В открытую дверь гостиной быстрым шагом вошел Эд, помощник инспектора.

— Инспектор! — сказал он, с трудом подавляя волнение. — Это большое дело! Это дело рук красных!..

Инспектор метнул на него злобный взгляд из-под седых косматых бровей. Поняв этот взгляд как выговор за служебный разговор при посторонних, Эд нервно поправил темный галстук.

— Идите сами послушайте, сэр! Эм-И привел старуху в чувство. Лакки записывает ее слова.

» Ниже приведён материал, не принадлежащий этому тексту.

//! Free-form custom properties.
//!
//! Custom properties have no fixed schema: a value is a scalar leaf, a
//! list, a nested map, or a list of interval-scoped values, nested to any
//! depth. The tree is modeled as a closed recursive enum over the JSON
//! shapes rather than a dynamically typed value.

use indexmap::IndexMap;
use serde_json::{Map, Value};

use crate::error::DecodeError;

/// One interval-scoped custom value.
#[derive(Debug, Clone, PartialEq)]
pub struct IntervalValue {
    pub interval: String,
    pub value: CustomValue,
}

/// A node of the custom-property tree.
#[derive(Debug, Clone, PartialEq)]
pub enum CustomValue {
    /// JSON `null`, or a leaf with no usable value.
    Null,
    Boolean(bool),
    Number(serde_json::Number),
    String(String),
    List(Vec<CustomValue>),
    /// Nested map; insertion order is preserved.
    Object(IndexMap<String, CustomValue>),
    /// A list of `{interval, value}` records.
    Intervals(Vec<IntervalValue>),
}

impl CustomValue {
    pub fn from_json(v: &Value) -> Result<Self, DecodeError> {
        match v {
            Value::Null => Ok(CustomValue::Null),
            Value::Bool(b) => Ok(CustomValue::Boolean(*b)),
            Value::Number(n) => Ok(CustomValue::Number(n.clone())),
            Value::String(s) => Ok(CustomValue::String(s.clone())),
            Value::Array(items) => {
                if !items.is_empty() && items.iter().all(is_interval_record) {
                    let records = items
                        .iter()
                        .map(decode_interval_record)
                        .collect::<Result<Vec<_>, _>>()?;
                    return Ok(CustomValue::Intervals(records));
                }
                let values = items
                    .iter()
                    .map(CustomValue::from_json)
                    .collect::<Result<Vec<_>, _>>()?;
                Ok(CustomValue::List(values))
            }
            Value::Object(fields) => {
                let mut map = IndexMap::with_capacity(fields.len());
                for (key, value) in fields {
                    map.insert(key.clone(), CustomValue::from_json(value)?);
                }
                Ok(CustomValue::Object(map))
            }
        }
    }

    pub fn to_json(&self) -> Value {
        match self {
            CustomValue::Null => Value::Null,
            CustomValue::Boolean(b) => Value::Bool(*b),
            CustomValue::Number(n) => Value::Number(n.clone()),
            CustomValue::String(s) => Value::String(s.clone()),
            CustomValue::List(values) => {
                Value::Array(values.iter().map(CustomValue::to_json).collect())
            }
            CustomValue::Object(map) => {
                let mut fields = Map::new();
                for (key, value) in map {
                    fields.insert(key.clone(), value.to_json());
                }
                Value::Object(fields)
            }
            CustomValue::Intervals(records) => Value::Array(
                records
                    .iter()
                    .map(|r| {
                        let mut fields = Map::new();
                        fields.insert("interval".to_string(), Value::String(r.interval.clone()));
                        if r.value != CustomValue::Null {
                            fields.insert("value".to_string(), r.value.to_json());
                        }
                        Value::Object(fields)
                    })
                    .collect(),
            ),
        }
    }
}

fn is_interval_record(v: &Value) -> bool {
    v.as_object().is_some_and(|obj| obj.contains_key("interval"))
}

fn decode_interval_record(v: &Value) -> Result<IntervalValue, DecodeError> {
    let obj = v
        .as_object()
        .ok_or_else(|| DecodeError::UnrecognizedCustomPropertyShape(v.clone()))?;
    let interval = obj
        .get("interval")
        .and_then(|i| i.as_str())
        .ok_or_else(|| DecodeError::UnrecognizedCustomPropertyShape(v.clone()))?
        .to_string();
    let value = match obj.get("value") {
        Some(value) => CustomValue::from_json(value)?,
        None => CustomValue::Null,
    };
    Ok(IntervalValue { interval, value })
}

/// The packet-level map of custom properties.
#[derive(Debug, Clone, PartialEq, Default)]
pub struct CustomProperties(pub IndexMap<String, CustomValue>);

impl CustomProperties {
    pub fn new() -> Self {
        Self::default()
    }

    pub fn from_json(v: &Value) -> Result<Self, DecodeError> {
        let obj = v
            .as_object()
            .ok_or_else(|| DecodeError::UnrecognizedCustomPropertyShape(v.clone()))?;
        let mut map = IndexMap::with_capacity(obj.len());
        for (key, value) in obj {
            map.insert(key.clone(), CustomValue::from_json(value)?);
        }
        Ok(Self(map))
    }

    pub fn to_json(&self) -> Value {
        let mut fields = Map::new();
        for (key, value) in &self.0 {
            fields.insert(key.clone(), value.to_json());
        }
        Value::Object(fields)
    }

    pub fn insert(&mut self, key: impl Into<String>, value: CustomValue) {
        self.0.insert(key.into(), value);
    }
}

#[cfg(test)]
mod tests {
    use super::*;
    use serde_json::json;

    #[test]
    fn leaves_round_trip() {
        for v in [json!(null), json!(true), json!(3), json!(2.5), json!("x")] {
            let c = CustomValue::from_json(&v).unwrap();
            assert_eq!(c.to_json(), v);
        }
    }

    #[test]
    fn nested_map_list_map_round_trip() {
        let v = json!({
            "vehicle": {
                "wheels": 4,
                "tags": ["red", 7, {"nested": true}, 2.5],
                "retired": false
            }
        });
        let c = CustomValue::from_json(&v).unwrap();
        assert_eq!(c.to_json(), v);
    }

    #[test]
    fn map_insertion_order_is_preserved() {
        let v = json!({"zebra": 1, "apple": 2, "mango": 3});
        let c = CustomValue::from_json(&v).unwrap();
        let CustomValue::Object(map) = &c else {
            panic!("expected object");
        };
        let keys: Vec<&String> = map.keys().collect();
        assert_eq!(keys, ["zebra", "apple", "mango"]);
        assert_eq!(serde_json::to_string(&c.to_json()).unwrap(), v.to_string());
    }

    #[test]
    fn interval_records_win_over_plain_lists() {
        let v = json!([
            {"interval": "A/B", "value": 1},
            {"interval": "B/C", "value": "two"}
        ]);
        let c = CustomValue::from_json(&v).unwrap();
        let CustomValue::Intervals(records) = &c else {
            panic!("expected intervals");
        };
        assert_eq!(records[1].value, CustomValue::String("two".to_string()));
        assert_eq!(c.to_json(), v);
    }

    #[test]
    fn mixed_array_stays_a_plain_list() {
        // One element lacks an interval key, so this is not an interval list.
        let v = json!([{"interval": "A/B", "value": 1}, {"other": 2}]);
        let c = CustomValue::from_json(&v).unwrap();
        assert!(matches!(c, CustomValue::List(_)));
        assert_eq!(c.to_json(), v);
    }

    #[test]
    fn non_string_interval_is_unrecognized() {
        let v = json!([{"interval": 17, "value": 1}]);
        let err = CustomValue::from_json(&v).unwrap_err();
        assert!(matches!(
            err,
            DecodeError::UnrecognizedCustomPropertyShape(_)
        ));
    }

    #[test]
    fn record_without_value_reads_as_null() {
        let v = json!([{"interval": "A/B"}]);
        let c = CustomValue::from_json(&v).unwrap();
        let CustomValue::Intervals(records) = &c else {
            panic!("expected intervals");
        };
        assert_eq!(records[0].value, CustomValue::Null);
        assert_eq!(c.to_json(), v);
    }
}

Инспектор грузно зашагал к двери. Видя, что Лот и Джин тоже направились за ним, он повернулся к Джину и проворчал:

— Вам лучше остаться здесь!

— О'кей, инспектор, — вступился Лот, — пусть Джин идет с нами.

Мария Григорьевна лежала на диване, бледная, с восковым лицом. Эм-И убирал в саквояж шприц. Заплаканная Натали стояла перед матерью на коленях и, сдерживая слезы, гладила ее тонкие морщинистые руки в старинных кольцах.

— Какой кошмар! — слабым голосом говорила Мария Григорьевна. — Да, это его фотография!.. И револьвер он держал в левой руке… Этот страшный человек сказал, что он агент «Смерша». Потом зачитал приговор… назвал Павла Николаевича предателем, упомянул графа Вонсяцкого… и стал стрелять…

Инспектор машинально закурил сигару, но Лот вынул ее у него изо рта, затушил в пепельнице.

— Здесь нельзя курить, — коротко бросил он.

— Да, да! Извините, сэр! — пробормотал тот, багровея.

Инспектор прочитал записи Лакки, задал Марии Григорьевне несколько вопросов и, набросив на руку носовой платок, поднял телефонную трубку.

— Оператор! Гринич — пять — пятнадцать — двадцать пять.